Ou, ao contrário, estaríamos livres para sempre dizer tudo o que
quiséssemos, mesmo que aparentemente sem sentido nenhum, já que
todas as palavras sempre conteriam todo o conhecimento do mundo e da
humanidade? E será que então estaríamos sempre, a todo momento,
realizando o sonho da biblioteca de Babel, do livro dos livros,
simplesmente ao falar, mesmo que seja “que horas são”? Tudo isso
era porque eu queria contar um caso simples, que achei que, por ser
tão simples e maternal, não teria estofo para preencher uma
história. Foi então que lembrei que havia recentemente aprendido
com meu fígado, com as coxas, com os cílios, que todas as histórias
são intermináveis e contêm todas as outras que já foram, não
foram, serão e não serão contadas, e então percebi que sim, que
eu poderia contar essa história boba, porque ela conteria também as
histórias que todas as mães contaram aos filhos nas casas das
aldeias polonesas do século XII , e as histórias que os condenados
ao calabouço pensaram antes de morrer, e as histórias que meus
sucessores no futuro vão contar sobre um passado distante, quando um
pio de passarinho ainda se misturava ao barulho de um motor velho de
caminhão. E a história que minha filha me contou é que o pai dela
um dia lhe disse que “nada é perfeito”. E ela, como era criança
— e como as crianças acreditam na integridade das palavras dos
adultos, porque para elas os adultos sempre dizem a verdade, sem
saber que na realidade são elas, em sua crença, que são
proprietárias da verdade que existe, e que consiste somente em
acreditar nela e não em dizê-la, porque no momento em que você diz
qualquer coisa você já está mentindo, mas não dizer e acreditar
na verdade do que os outros dizem, aí fosse perfeito? Se aquilo era
verdade, como minha filha continuaria acreditando na verdade perfeita
do que dizia o pai? Se tudo o que o pai diz é perfeito em si mesmo,
independentemente do conteúdo, perfeito só na condição única de
ser pronunciado por um pai, como pode então um pai dizer que “nada
é perfeito”? Se essa frase é perfeita, por ter sido emitida pelo
pai, o que resta do pai? E o pai, que desenha muito bem, desenhou um
dos 101 dálmatas para a minha filha.
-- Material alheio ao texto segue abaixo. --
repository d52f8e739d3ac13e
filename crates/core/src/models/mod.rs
pub mod booking;
pub mod duty_log;
pub mod notification;
pub mod profile;
pub mod schedule;
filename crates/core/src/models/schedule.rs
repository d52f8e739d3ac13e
use chrono::{DateTime, NaiveDate, NaiveTime, Utc};
use serde::{Deserialize, Serialize};
use std::fmt;
use std::str::FromStr;
use uuid::Uuid;

use super::booking::BookingDetails;

/// Schedule-level status, derived from the aggregate state of its bookings.
#[derive(Debug, Clone, Copy, PartialEq, Eq, Serialize, Deserialize)]
#[serde(rename_all = "lowercase")]
pub enum ScheduleStatus {
    Pending,
    Approved,
    Cancelled,
}

impl ScheduleStatus {
    pub fn as_str(&self) -> &'static str {
        match self {
            ScheduleStatus::Pending => "pending",
            ScheduleStatus::Approved => "approved",
            ScheduleStatus::Cancelled => "cancelled",
        }
    }
}

impl fmt::Display for ScheduleStatus {
    fn fmt(&self, f: &mut fmt::Formatter<'_>) -> fmt::Result {
        f.write_str(self.as_str())
    }
}

impl FromStr for ScheduleStatus {
    type Err = String;

    fn from_str(s: &str) -> Result<Self, Self::Err> {
        match s {
            "pending" => Ok(ScheduleStatus::Pending),
            "approved" => Ok(ScheduleStatus::Approved),
            "cancelled" => Ok(ScheduleStatus::Cancelled),
            other => Err(format!("unknown schedule status: {other}")),
        }
    }
}

#[derive(Debug, Clone, Serialize, Deserialize)]
pub struct Schedule {
    pub id: Uuid,
    pub date: NaiveDate,
    pub description: Option<String>,
    pub location: String,
    pub shift_start: NaiveTime,
    pub shift_end: NaiveTime,
    pub max_students: i32,
    pub status: ScheduleStatus,
    pub approved_by: Option<Uuid>,
    pub approved_at: Option<DateTime<Utc>>,
    pub created_at: DateTime<Utc>,
}

#[derive(Debug, Clone, Serialize, Deserialize)]
pub struct CreateScheduleRequest {
    pub date: NaiveDate,
    pub description: Option<String>,
    pub location: String,
    pub shift_start: NaiveTime,
    pub shift_end: NaiveTime,
    /// Defaults to the location roster capacity when omitted.
    pub max_students: Option<i32>,
}

#[derive(Debug, Clone, Serialize, Deserialize)]
pub struct BulkCreateSchedulesRequest {
    pub start_date: NaiveDate,
    pub end_date: NaiveDate,
    /// Days of week to generate, 0 = Sunday .. 6 = Saturday.
    /// Defaults to Monday through Friday.
    pub days_of_week: Option<Vec<u8>>,
    pub description: Option<String>,
    pub shift_start: Option<NaiveTime>,
    pub shift_end: Option<NaiveTime>,
}

#[derive(Debug, Clone, Serialize, Deserialize)]
pub struct BulkCreateSchedulesResponse {
    pub created: usize,
}

#[derive(Debug, Clone, Serialize, Deserialize)]
pub struct GetScheduleResponse {
    #[serde(flatten)]
    pub schedule: Schedule,
    pub bookings: Vec<BookingDetails>,
}

#[derive(Debug, Clone, Serialize, Deserialize)]
pub struct ScheduleSummary {
    #[serde(flatten)]
    pub schedule: Schedule,
    pub active_bookings: i64,
}

#[derive(Debug, Clone, Serialize, Deserialize)]
pub struct UpdateScheduleStatusRequest {
    pub status: ScheduleStatus,
}

/// A duty site with its default capacity.
#[derive(Debug, Clone, Serialize, Deserialize)]
pub struct DutyLocation {
    pub name: &'static str,
    pub capacity: i32,
    pub description: &'static str,
}

/// The hospital/health-unit roster the program rotates through.
pub const DUTY_LOCATIONS: &[DutyLocation] = &[
    DutyLocation {
        name: "ISDH - Magsingal",
        capacity: 4,
        description: "Ilocos Sur District Hospital - Magsingal",
    },
    DutyLocation {
        name: "ISDH - Sinait",
        capacity: 4,
        description: "Ilocos Sur District Hospital - Sinait",
    },
    DutyLocation {
        name: "ISDH - Narvacan",
        capacity: 4,
        description: "Ilocos Sur District Hospital - Narvacan",
    },
    DutyLocation {
        name: "ISPH - Gab. Silang",
        capacity: 2,
        description: "Ilocos Sur Provincial Hospital - Gab. Silang",
    },
    DutyLocation {
        name: "RHU - Sto. Domingo",
        capacity: 4,
        description: "Rural Health Unit - Sto. Domingo",
    },
    DutyLocation {
        name: "RHU - Santa",
        capacity: 4,
        description: "Rural Health Unit - Santa",
    },
    DutyLocation {
        name: "RHU - San Ildefonso",
        capacity: 4,
        description: "Rural Health Unit - San Ildefonso",
    },
    DutyLocation {
        name: "RHU - Bantay",
        capacity: 4,
        description: "Rural Health Unit - Bantay",
    },
];

/// Default capacity when the location is not on the roster.
pub const DEFAULT_CAPACITY: i32 = 2;

pub fn capacity_for_location(location: &str) -> i32 {
    DUTY_LOCATIONS
        .iter()
        .find(|l| l.name == location)
        .map(|l| l.capacity)
        .unwrap_or(DEFAULT_CAPACITY)
}

/// Bulk generation assigns one site per month, cycling through the roster.
pub fn location_for_date(date: NaiveDate) -> &'static DutyLocation {
    use chrono::Datelike;
    let index = (date.month0() as usize) % DUTY_LOCATIONS.len();
    &DUTY_LOCATIONS[index]
}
E o desenho era
perfeito, idêntico ao dálmata que aparecia na figura do livro de
histórias. E minha filha pensou que era impossível que nada fosse
perfeito e entregou-se ao exercício de encontrar algum defeito no
desenho do dálmata perfeito, porque seu pai lhe dissera que nada é
perfeito. Se ela achasse perfeito o desenho do dálmata, estaria
traindo a verdade do pai. Se, respeitando-o, achasse o desenho do
dálmata imperfeito, trairia então sua percepção da perfeição,
seu amor à capacidade absoluta de seu pai de desenhar um dálmata
perfeito.
É assim, imagino, e aqui fiz meu
primeiro parágrafo nesta história que eu supunha interminável, mas
que agora, por ter posto o parágrafo, percebi que se aproxima do
fim, é assim que a credulidade se desequilibra, estremece o pomo da
certeza e se transforma numa pergunta, metralhadora sagrada do medo,
do sonho e da maldição. É assim, acho, e isso já soa como uma
moral da história, mas eu não me importo nem um pouco que seja
assim, porque não tenho nada contra morais de histórias, porque já
que as histórias acabam, então que elas acabem alguma hora, e que
pelo menos seja com algum pequeno ensinamento, para que a tristeza do
fim de qualquer coisa e de qualquer história se carregue de alguma
textura tátil e o homem que ouviu a história vá para casa
pensativo e tome café e pense se ele quer mesmo trabalhar naquela
noite e olhe para sua mulher que está lutando com a boca do fogão
que não acende, com um carinho que voltou e logo vai desaparecer.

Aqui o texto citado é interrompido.